**What to produce:** Go through the records and copy each line where the word "housing" occurs.

**Material for the task:**
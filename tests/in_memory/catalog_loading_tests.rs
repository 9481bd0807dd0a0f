//! Integration tests for loading catalogs from a JSON directory.

use std::fs;
use std::sync::Arc;

use super::helpers::{clock, english_overlay, relocation_document};
use crate::test_helpers::{FixedClock, date};
use eyre::{OptionExt, Result};
use landfall::catalog::{
    adapters::json::JsonCatalogSource,
    domain::{Locale, TaskId},
    services::{CatalogConfig, CatalogService, CatalogServiceError},
};
use rstest::rstest;
use tempfile::TempDir;

fn write_catalog_dir() -> Result<TempDir> {
    let dir = tempfile::tempdir()?;
    fs::write(
        dir.path().join("tasks.json"),
        serde_json::to_string_pretty(&relocation_document()?)?,
    )?;
    fs::create_dir(dir.path().join("overlays"))?;
    fs::write(
        dir.path().join("overlays").join("en.json"),
        serde_json::to_string(&english_overlay()?)?,
    )?;
    Ok(dir)
}

async fn load(dir: &TempDir, clock: FixedClock) -> Result<CatalogService<FixedClock>> {
    let path = dir.path().to_str().ok_or_eyre("temp dir path is not UTF-8")?;
    let source = JsonCatalogSource::open(path)?;
    Ok(CatalogService::load(&source, CatalogConfig::default(), Arc::new(clock)).await?)
}

#[rstest]
#[tokio::test(flavor = "multi_thread")]
async fn directory_catalog_renders_overlays(clock: Result<FixedClock>) -> Result<()> {
    let dir = write_catalog_dir()?;
    let catalog = load(&dir, clock?).await?;
    let anmeldung = TaskId::new("anmeldung")?;

    let english = catalog
        .task(&anmeldung, Locale::En)
        .ok_or_eyre("anmeldung should exist")?;
    let turkish = catalog
        .task(&anmeldung, Locale::Tr)
        .ok_or_eyre("anmeldung should exist")?;
    let german = catalog
        .task(&anmeldung, Locale::De)
        .ok_or_eyre("anmeldung should exist")?;

    eyre::ensure!(english.title() == "Register your address", "english title");
    let subtask_titles: Vec<&str> = english.subtasks().iter().map(|s| s.title()).collect();
    eyre::ensure!(
        subtask_titles == ["Book an appointment", "Adres bul"],
        "got {subtask_titles:?}"
    );
    eyre::ensure!(turkish.title() == "anmeldung title", "base text for tr");
    eyre::ensure!(german.title() == turkish.title(), "missing overlay falls back");
    Ok(())
}

#[rstest]
#[tokio::test(flavor = "multi_thread")]
async fn directory_catalog_matches_in_memory_document(clock: Result<FixedClock>) -> Result<()> {
    let dir = write_catalog_dir()?;
    let clock = clock?;
    let loaded = load(&dir, clock).await?;

    let expected = relocation_document()?;
    eyre::ensure!(
        loaded.base_catalog().tasks() == expected.tasks.as_slice(),
        "tasks differ after loading from disk"
    );
    let phase_ids: Vec<&str> = loaded
        .phases()
        .iter()
        .map(|phase| phase.id().as_str())
        .collect();
    eyre::ensure!(
        phase_ids == ["pre_arrival", "week_1", "month_1", "later"],
        "got {phase_ids:?}"
    );
    eyre::ensure!(
        loaded.current_phase(Some(date(2026, 2, 1)?)).id().as_str() == "month_1",
        "28 days after arrival is month_1"
    );
    Ok(())
}

#[rstest]
#[tokio::test(flavor = "multi_thread")]
async fn cyclic_directory_catalog_is_rejected(clock: Result<FixedClock>) -> Result<()> {
    let dir = write_catalog_dir()?;
    let document = fs::read_to_string(dir.path().join("tasks.json"))?;
    let mut raw: serde_json::Value = serde_json::from_str(&document)?;
    let housing = raw
        .pointer_mut("/tasks/0/dependencies")
        .ok_or_eyre("housing dependencies should be serialized")?;
    *housing = serde_json::json!(["open-bank-account"]);
    fs::write(dir.path().join("tasks.json"), serde_json::to_string(&raw)?)?;

    let path = dir.path().to_str().ok_or_eyre("temp dir path is not UTF-8")?;
    let source = JsonCatalogSource::open(path)?;
    let result = CatalogService::load(&source, CatalogConfig::default(), Arc::new(clock?)).await;

    let Err(CatalogServiceError::Catalog(err)) = result else {
        return Err(eyre::eyre!("expected a catalog error"));
    };
    eyre::ensure!(
        err.to_string()
            == "dependency cycle: find-housing -> open-bank-account -> anmeldung -> find-housing",
        "got {err}"
    );
    Ok(())
}
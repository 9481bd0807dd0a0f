//! Subtask definitions attached to catalog tasks.

use super::{SubtaskId, TaskId};
use serde::{Deserialize, Serialize};

/// How a subtask's completion is observed.
#[derive(Debug, Clone, PartialEq, Eq, Serialize, Deserialize)]
#[serde(tag = "type", rename_all = "snake_case")]
pub enum SubtaskKind {
    /// A checkbox tracked in the record's subtask progress map.
    Simple,
    /// Complete when another task reaches `done`.
    LinkedTask {
        /// Task whose completion satisfies this subtask.
        linked_task_id: TaskId,
    },
    /// Complete when every listed field of a criteria bucket is filled in.
    FormCriteria {
        /// Metadata bucket holding the form answers.
        criteria_key: String,
        /// Field names that must all be present and non-empty.
        fields: Vec<String>,
    },
    /// Complete when any provider in an action bucket is marked done.
    ExternalAction {
        /// Metadata bucket holding per-provider progress.
        action_type: String,
        /// Providers the user can complete the action with.
        #[serde(default)]
        providers: Vec<String>,
    },
}

impl SubtaskKind {
    /// Returns the serialized discriminator of the kind.
    #[must_use]
    pub const fn as_str(&self) -> &'static str {
        match self {
            Self::Simple => "simple",
            Self::LinkedTask { .. } => "linked_task",
            Self::FormCriteria { .. } => "form_criteria",
            Self::ExternalAction { .. } => "external_action",
        }
    }
}

/// A typed sub-unit of a catalog task.
#[derive(Debug, Clone, PartialEq, Eq, Serialize, Deserialize)]
pub struct Subtask {
    id: SubtaskId,
    title: String,
    #[serde(default)]
    required: bool,
    #[serde(flatten)]
    kind: SubtaskKind,
}

impl Subtask {
    /// Creates an optional subtask of the given kind.
    #[must_use]
    pub fn new(id: SubtaskId, title: impl Into<String>, kind: SubtaskKind) -> Self {
        Self {
            id,
            title: title.into(),
            required: false,
            kind,
        }
    }

    /// Marks the subtask as gating automatic completion of its task.
    #[must_use]
    pub const fn required(mut self) -> Self {
        self.required = true;
        self
    }

    /// Returns the subtask identifier.
    #[must_use]
    pub const fn id(&self) -> &SubtaskId {
        &self.id
    }

    /// Returns the display title.
    #[must_use]
    pub fn title(&self) -> &str {
        &self.title
    }

    /// Returns whether the subtask gates automatic completion.
    #[must_use]
    pub const fn is_required(&self) -> bool {
        self.required
    }

    /// Returns the completion kind.
    #[must_use]
    pub const fn kind(&self) -> &SubtaskKind {
        &self.kind
    }

    /// Returns the linked task when this is a linked-task subtask.
    #[must_use]
    pub const fn linked_task_id(&self) -> Option<&TaskId> {
        match &self.kind {
            SubtaskKind::LinkedTask { linked_task_id } => Some(linked_task_id),
            SubtaskKind::Simple
            | SubtaskKind::FormCriteria { .. }
            | SubtaskKind::ExternalAction { .. } => None,
        }
    }

    pub(crate) fn with_title(mut self, title: String) -> Self {
        self.title = title;
        self
    }
}
//! Task lifecycle status.

use super::ParseTaskStatusError;
use serde::{Deserialize, Serialize};
use std::fmt;

/// Lifecycle status of a user's task.
#[derive(Debug, Clone, Copy, Default, PartialEq, Eq, Hash, Serialize, Deserialize)]
#[serde(rename_all = "snake_case")]
pub enum TaskStatus {
    /// Nothing has been done yet.
    #[default]
    Todo,
    /// The user has started working on the task.
    InProgress,
    /// The task is complete.
    Done,
    /// The user reported being stuck. Only ever set explicitly.
    Blocked,
}

impl TaskStatus {
    /// Returns the canonical storage representation.
    #[must_use]
    pub const fn as_str(self) -> &'static str {
        match self {
            Self::Todo => "todo",
            Self::InProgress => "in_progress",
            Self::Done => "done",
            Self::Blocked => "blocked",
        }
    }

    /// Returns whether the status is [`TaskStatus::Done`].
    #[must_use]
    pub const fn is_done(self) -> bool {
        matches!(self, Self::Done)
    }
}

impl TryFrom<&str> for TaskStatus {
    type Error = ParseTaskStatusError;

    fn try_from(value: &str) -> Result<Self, Self::Error> {
        let normalized = value.trim().to_ascii_lowercase();
        match normalized.as_str() {
            "todo" => Ok(Self::Todo),
            "in_progress" => Ok(Self::InProgress),
            "done" => Ok(Self::Done),
            "blocked" => Ok(Self::Blocked),
            _ => Err(ParseTaskStatusError(value.to_owned())),
        }
    }
}

impl fmt::Display for TaskStatus {
    fn fmt(&self, f: &mut fmt::Formatter<'_>) -> fmt::Result {
        f.write_str(self.as_str())
    }
}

**Answer section:**
    let housing = raw
        .ok_or_eyre("housing dependencies should be serialized")?;
    *housing = serde_json::json!(["open-bank-account"]);
            == "dependency cycle: find-housing -> open-bank-account -> anmeldung -> find-housing",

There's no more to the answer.